Brokerage JP Morgan Securities (Asia Pacific) Ltd says it is “neutralising” its previously bullish stance on the stocks of Macau gaming operators.
“A positive surprise in GGR [gross gaming revenue], a key driver behind earnings upgrade so far, could stall soon as the cyclical tailwind from last year’s China macro backdrop (e.g., liquidity easing, property rally, commodity price hikes) is waning or even rolling over,” said Monday’s report from analysts DS Kim and Sean Zhuang.
The JP Morgan team noted: “As the sector runs out of positive catalysts, we think investors will focus more on the individual operator’s execution and resulting earnings revision potential, making stock calls increasingly more important.”
Banking group Morgan Stanley had said in a Friday report that the aftermath of the second-quarter results for this year might be a good entry point for investors interested in a long-term position in Macau gaming stocks.

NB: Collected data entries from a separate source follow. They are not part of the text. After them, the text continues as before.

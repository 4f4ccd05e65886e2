use lastfm_api::{ClientConfig, LastFmClient, LastFmError};
use serde::Serialize;

/// Configuration from the environment, falling back to the saved config file.
pub fn load_config() -> Result<ClientConfig, Box<dyn std::error::Error>> {
    match ClientConfig::from_env() {
        Ok(config) => Ok(config),
        Err(LastFmError::Config(env_error)) => {
            let path = ClientConfig::default_path()?;
            if !path.exists() {
                return Err(env_error.into());
            }
            log::debug!("{env_error}, using {}", path.display());
            Ok(ClientConfig::load(&path)?)
        }
        Err(e) => Err(e.into()),
    }
}

pub fn create_client() -> Result<LastFmClient, Box<dyn std::error::Error>> {
    let config = load_config()?;
    Ok(LastFmClient::with_native_client(config)?)
}

pub fn print_json<T: Serialize>(value: &T, compact: bool) -> Result<(), Box<dyn std::error::Error>> {
    let json = if compact {
        serde_json::to_string(value)?
    } else {
        serde_json::to_string_pretty(value)?
    };
    println!("{json}");
    Ok(())
}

“Macau has underperformed the Hang Seng Index in every second quarter since 2012 – except for 2013 – and we believe the same could happen in the second quarter of 2017,” wrote analysts Praveen Choudhary, Alex Poon and Thomas Allen, referring to the main index of the Hong Kong Stock Exchange, a bourse where all but one of the six Macau operators have a listing.
They added: “We expect high valuation, a seasonally weak quarter, and a peak in China’s PPI [producer price index] to be near-term risks. In the medium term, we remain constructive thanks to infrastructure.”
That was a reference to a number of public sector projects including: the Hong Kong-Zhuhai-Macau Bridge, likely to open, the brokerage says, in 2018; Macau’s coming new Pac On Ferry Terminal at Taipa, due to launch in the current quarter; and an ongoing expansion of China’s high-speed rail network that will include new links to Macau’s neighbouring mainland city, Zhuhai.
In Friday’s report, Morgan Stanley raised its 2017 GGR forecast for the Macau industry to 12 percent, from 9 percent. It maintained its estimate on mass-market segment growth at 11 percent year-on-year, but raised it VIP growth forecast to 14 percent year-on-year, from 6 percent previously.
Wells Fargo Securities LLC analysts Cameron McKnight and Robert Shore said in a Sunday memo on Macau, and referring to mainland China economic policy: “VIP growth is roaring back on the heels of last year’s economic stimulus – but we think this could stall once the effect of the stimulus and the Chinese housing bubble wears off – as it did in 2013-14.”
Japanese brokerage Nomura said in a Friday note that “elevated buy-side expectations could pressure the Macau names,” if first-quarter earnings season, due to start this week, was “just in line” with market expectations.